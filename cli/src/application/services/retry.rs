//! Classified retry loop shared by apply and destroy.

use std::future::Future;

use thiserror::Error;
use tokio::time::Instant;
use tokio_util::sync::CancellationToken;
use tracing::{error, warn};

use crate::domain::{
    AttemptOutcome, AttemptRecord, Classification, FailureKind, RetryClassifier, RetryPolicy,
    ToolFailure,
};

/// Terminal failure of a retried provisioning operation.
#[derive(Debug, Clone, Error)]
#[error("{operation} failed after {} attempt(s): {failure}", .attempts.len())]
pub struct ProvisionFailure {
    pub operation: &'static str,
    /// The last failure observed.
    pub failure: ToolFailure,
    pub classification: Classification,
    /// One record per attempt, in order.
    pub attempts: Vec<AttemptRecord>,
}

impl ProvisionFailure {
    /// Retryable failures that hit the attempt cap are reported as exhausted.
    #[must_use]
    pub fn kind(&self) -> FailureKind {
        if self.classification.is_retryable() {
            FailureKind::TransientExhausted
        } else {
            FailureKind::Permanent
        }
    }

    #[must_use]
    pub fn attempt_count(&self) -> u32 {
        self.attempts.last().map_or(0, |a| a.attempt)
    }
}

/// Run `operation` until it succeeds, fails permanently, or exhausts
/// `policy.max_attempts`. Waits `policy.delay_after(n)` between attempts.
/// Once `stop` fires no further attempt starts.
///
/// # Errors
///
/// Returns the last failure together with every attempt record.
pub async fn retry_classified<T, F, Fut>(
    policy: &RetryPolicy,
    classifier: &RetryClassifier,
    operation: &'static str,
    stop: &CancellationToken,
    mut attempt_once: F,
) -> Result<(T, Vec<AttemptRecord>), ProvisionFailure>
where
    F: FnMut() -> Fut,
    Fut: Future<Output = Result<T, ToolFailure>>,
{
    let started = Instant::now();
    let mut attempts = Vec::new();
    let mut attempt = 0u32;

    loop {
        attempt += 1;
        let result = attempt_once().await;

        let failure = match result {
            Ok(value) => {
                attempts.push(AttemptRecord {
                    attempt,
                    elapsed: started.elapsed(),
                    outcome: AttemptOutcome::Success,
                });
                return Ok((value, attempts));
            }
            Err(failure) => failure,
        };

        let classification = classifier.classify(&failure);
        attempts.push(AttemptRecord {
            attempt,
            elapsed: started.elapsed(),
            outcome: if classification.is_retryable() {
                AttemptOutcome::RetryableFailure
            } else {
                AttemptOutcome::PermanentFailure
            },
        });

        let reason = match &classification {
            Classification::Retryable { reason }
                if attempt < policy.max_attempts && !stop.is_cancelled() =>
            {
                reason
            }
            _ => {
                error!(
                    operation,
                    attempt,
                    retryable = classification.is_retryable(),
                    error = %failure,
                    "Provisioning operation failed"
                );
                return Err(ProvisionFailure {
                    operation,
                    failure,
                    classification,
                    attempts,
                });
            }
        };

        let delay = policy.delay_after(attempt);
        warn!(
            operation,
            attempt,
            reason = %reason,
            delay_ms = u64::try_from(delay.as_millis()).unwrap_or(u64::MAX),
            "Transient provisioning failure, retrying"
        );
        tokio::select! {
            () = tokio::time::sleep(delay) => {}
            () = stop.cancelled() => {
                warn!(operation, attempt, "Stopped while waiting to retry");
                return Err(ProvisionFailure {
                    operation,
                    failure,
                    classification,
                    attempts,
                });
            }
        }
    }
}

-----

**WORK TASK**
I'd like the number of lines above that contain the word "loop", and nothing besides that number.

**TASK ANSWER**
2